Le Capitaine Volkonogov s’est échappé par Freddy Klein

Y a-t-il un ennemi du peuple dans cet immeuble ? Y a-t-il un ennemi du peuple dans cette salle ? Y a-t-il un ennemi du peuple sur ce site consacré au cinéma ?

Que chacun se livre à une rapide mais saine introspection avant de répondre. La déloyauté, la haute trahison, l'espionnage comme les mauvaises pensées sont autant de raisons de faire immédiatement un pas en avant ou de lever la main.

Si vous êtes taraudé ou simplement légèrement effleuré par un doute, vous êtes déjà sur la bonne voie et nous saurons vous aider à préciser votre pensée et à mettre de l'ordre dans vos idées avec les méthodes spécifiques que nous maîtrisons parfaitement et qui nous permettrons non seulement de vous faire confesser les fautes réelles que vous avez commises, mais même de vous faire avouer celles que vous pourriez commettre et que vous ignorez encore. L'aveu préventif est toujours salvateur et l'avenir de la cause comme de la mère patrie en dépend, croyez-moi.

Le capitaine VOLKONOGOV est un officier zélé du NKVD, la police politique de Joseph Staline. La traque puis l'arrestation des ennemis du peuple et de sa révolution sont sa mission ; l'extorsion d'aveux et les exécutions sommaires sa spécialité. Nous sommes en 1938, en Union Soviétique, et le Petit père des peuples règne avec sa douceur légendaire et sa bienveillance incommensurable sur ses sujets.
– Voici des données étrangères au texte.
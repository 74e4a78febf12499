mod test_utils;

use resp_server::{
    handshake::is_valid_repl_id,
    rdb::{RdbParser, write_snapshot},
    resp::RespValue,
    state::MASTER_LINK_ID,
};
use test_utils::{MASTER_REPL_ID, TestEnv, bulk, encoded, error, frame, integer, null, ok, simple};

/// Runs the replica side of the handshake for `client_id` and returns the
/// raw PSYNC reply.
fn attach_replica(env: &mut TestEnv, client_id: u64) -> bytes::Bytes {
    assert_eq!(
        env.exec(client_id, &["REPLCONF", "listening-port", "6380"]),
        ok()
    );
    assert_eq!(env.exec(client_id, &["REPLCONF", "capa", "psync2"]), ok());

    env.send(client_id, &["PSYNC", "?", "-1"]);
    env.take_raw(client_id).unwrap()
}

#[tokio::test]
async fn test_psync_sends_fullresync_and_snapshot() {
    let mut env = TestEnv::new_master_server();
    env.connect(1);
    env.connect(2);

    env.exec(1, &["SET", "existing", "value"]);

    let reply = attach_replica(&mut env, 2);
    let header_end = reply.windows(2).position(|window| window == b"\r\n").unwrap();
    let header = std::str::from_utf8(&reply[..header_end]).unwrap();

    let parts: Vec<&str> = header.split(' ').collect();
    assert_eq!(parts[0], "+FULLRESYNC");
    assert!(is_valid_repl_id(parts[1]), "replication id {:?}", parts[1]);
    assert_eq!(
        parts[2],
        encoded(&["SET", "existing", "value"]).len().to_string(),
        "offset counts the write issued before the sync"
    );

    let rest = &reply[header_end + 2..];
    let length_end = rest.windows(2).position(|window| window == b"\r\n").unwrap();
    let length: usize = std::str::from_utf8(&rest[1..length_end]).unwrap().parse().unwrap();
    let snapshot = &rest[length_end + 2..];

    assert_eq!(snapshot.len(), length, "snapshot has no trailing CRLF");

    let mut parser = RdbParser::parse(snapshot).unwrap();
    assert_eq!(
        parser.key_value_store.get(b"existing").unwrap(),
        Some(bytes::Bytes::from_static(b"value"))
    );
}

#[tokio::test]
async fn test_writes_are_propagated_to_synced_replicas() {
    let mut env = TestEnv::new_master_server();
    env.connect(1);
    env.connect(2);
    env.connect(3);

    assert_eq!(
        env.exec(3, &["REPLCONF", "listening-port", "6381"]),
        ok()
    );

    attach_replica(&mut env, 2);

    assert_eq!(env.exec(1, &["SET", "foo", "bar"]), ok());
    assert_eq!(env.exec(1, &["GET", "foo"]), bulk("bar"));
    assert_eq!(env.exec(1, &["SET", "word", "x"]), ok());
    assert_eq!(
        env.exec(1, &["INCR", "word"]),
        error("ERR value is not an integer or out of range")
    );

    assert_eq!(
        env.take_all(2),
        vec![encoded(&["SET", "foo", "bar"]), encoded(&["SET", "word", "x"])],
        "only successful writes reach the replica"
    );
    assert!(env.take_all(3).is_empty(), "unsynced replicas get nothing");

    let propagated = (encoded(&["SET", "foo", "bar"]).len() + encoded(&["SET", "word", "x"]).len()) as u64;
    assert_eq!(env.state.replication.repl_offset, propagated);
}

#[tokio::test]
async fn test_exec_propagates_each_write() {
    let mut env = TestEnv::new_master_server();
    env.connect(1);
    env.connect(2);
    attach_replica(&mut env, 2);

    env.exec(1, &["MULTI"]);
    env.exec(1, &["SET", "a", "1"]);
    env.exec(1, &["GET", "a"]);
    env.exec(1, &["INCR", "a"]);
    env.exec(1, &["EXEC"]);

    assert_eq!(
        env.take_all(2),
        vec![encoded(&["SET", "a", "1"]), encoded(&["INCR", "a"])]
    );
}

#[tokio::test]
async fn test_wait_and_acks() {
    let mut env = TestEnv::new_master_server();
    env.connect(1);
    env.connect(2);
    env.connect(3);

    assert_eq!(env.exec(1, &["WAIT", "1", "500"]), integer(0));

    attach_replica(&mut env, 2);
    attach_replica(&mut env, 3);

    assert_eq!(env.exec(1, &["WAIT", "5", "500"]), integer(2));
    assert_eq!(
        env.exec(1, &["WAIT", "one", "500"]),
        error("ERR invalid WAIT command argument")
    );

    assert_eq!(env.exec(2, &["REPLCONF", "ACK", "31"]), None);
    assert_eq!(
        env.state.replication.replica(2).map(|replica| replica.ack_offset),
        Some(31)
    );

    env.state.disconnect_client(3);
    assert_eq!(env.exec(1, &["WAIT", "1", "0"]), integer(1));
}

#[tokio::test]
async fn test_replica_applies_frames_from_primary() {
    let mut env = TestEnv::new_replica_server();
    env.connect_master_link();
    env.connect(1);

    let set = frame(&["SET", "foo", "123"]);
    let set_length = encoded(&["SET", "foo", "123"]).len() as u64;

    env.state.handle_replicated_frame(MASTER_LINK_ID, set, 0, set_length);
    env.state
        .handle_replicated_frame(MASTER_LINK_ID, frame(&["PING"]), set_length, 14);

    assert_eq!(env.take_raw(MASTER_LINK_ID), None, "replies to the primary are suppressed");

    env.state.handle_replicated_frame(
        MASTER_LINK_ID,
        frame(&["REPLCONF", "GETACK", "*"]),
        set_length + 14,
        37,
    );

    let expected_offset = (set_length + 14).to_string();
    assert_eq!(
        env.take_reply(MASTER_LINK_ID),
        Some(RespValue::Array(vec![
            RespValue::bulk("REPLCONF"),
            RespValue::bulk("ACK"),
            RespValue::bulk(&expected_offset),
        ]))
    );
    assert_eq!(env.state.replication.repl_offset, set_length + 14 + 37);

    assert_eq!(env.exec(1, &["GET", "foo"]), bulk("123"));
    assert_eq!(
        env.exec(1, &["SET", "foo", "456"]),
        error("READONLY You can't write against a read only replica.")
    );
    assert_eq!(
        env.exec(1, &["INCR", "foo"]),
        error("READONLY You can't write against a read only replica.")
    );
    assert_eq!(env.exec(1, &["PING"]), simple("PONG"));
}

#[tokio::test]
async fn test_replica_loads_snapshot_from_primary() {
    let mut primary = TestEnv::new_master_server();
    primary.connect(1);
    primary.exec(1, &["SET", "copied", "yes"]);

    let snapshot = write_snapshot(&primary.state.store);

    let mut env = TestEnv::new_replica_server();
    env.connect(1);
    env.state.handle_frame(1, frame(&["GET", "copied"]));
    assert_eq!(env.take_reply(1), null());

    env.state.load_snapshot(MASTER_REPL_ID.to_string(), &snapshot);

    assert_eq!(env.state.replication.repl_id, MASTER_REPL_ID);
    assert_eq!(env.state.replication.repl_offset, 0);
    assert_eq!(env.exec(1, &["GET", "copied"]), bulk("yes"));

    env.state
        .load_snapshot(MASTER_REPL_ID.to_string(), b"not a snapshot");
    assert_eq!(
        env.exec(1, &["GET", "copied"]),
        bulk("yes"),
        "an undecodable snapshot leaves the store alone"
    );
}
L'heure est venue de s'interroger sur la fidélité, la loyauté, la pureté idéologique et l'efficacité du NKVD et cela se traduira par une réévaluation pouvant éventuellement être revue à la baisse de ses membres afin de procéder aux rééquilibrages et aux ajustement nécessaires. En langage stalinien clair cela s'appelle une sainte inquisition accompagnée d'une purge, avec arrestations et exécutions à la clé.

Le capitaine VOLKONOGOV est de ceux dont l'élimination conduira à coup sûr à la purification et au renforcement. Il ne veut cependant pas se soumettre à cette épuration, ce qui en soi est déjà une preuve de sa culpabilité. Non seulement, il se soustrait aux injonctions de ses supérieurs mais il nourrit le projet absurde à leurs yeux de gagner sa place au paradis en révélant à la famille des bénéficiaires les méthodes spécifiques du NKVD et les conditions dans lesquelles les faux aveux ont été arrachés.

Le capitaine Volkonogov s'est échappé...et la meute est à ses trousses. Volkonogov fuit, un dossier avec des fiches de police sous le bras. Il ne fuit pas tout droit devant lui, mais de famille en famille pour leur dire la vérité et obtenir leur pardon. Il pense emprunter ainsi le chemin de la rédemption pour échapper à l'enfer dont son collègue Verretennikov récemment exécuté lui a révélé les affres.

L'irrationalité, l'absurdité même, des purges qui conduisent une dictature à retourner le revolver contre ses propres adeptes et exécutants se font plus criantes encore quand Volkonogov rencontre les membres des familles qu'il veut informer.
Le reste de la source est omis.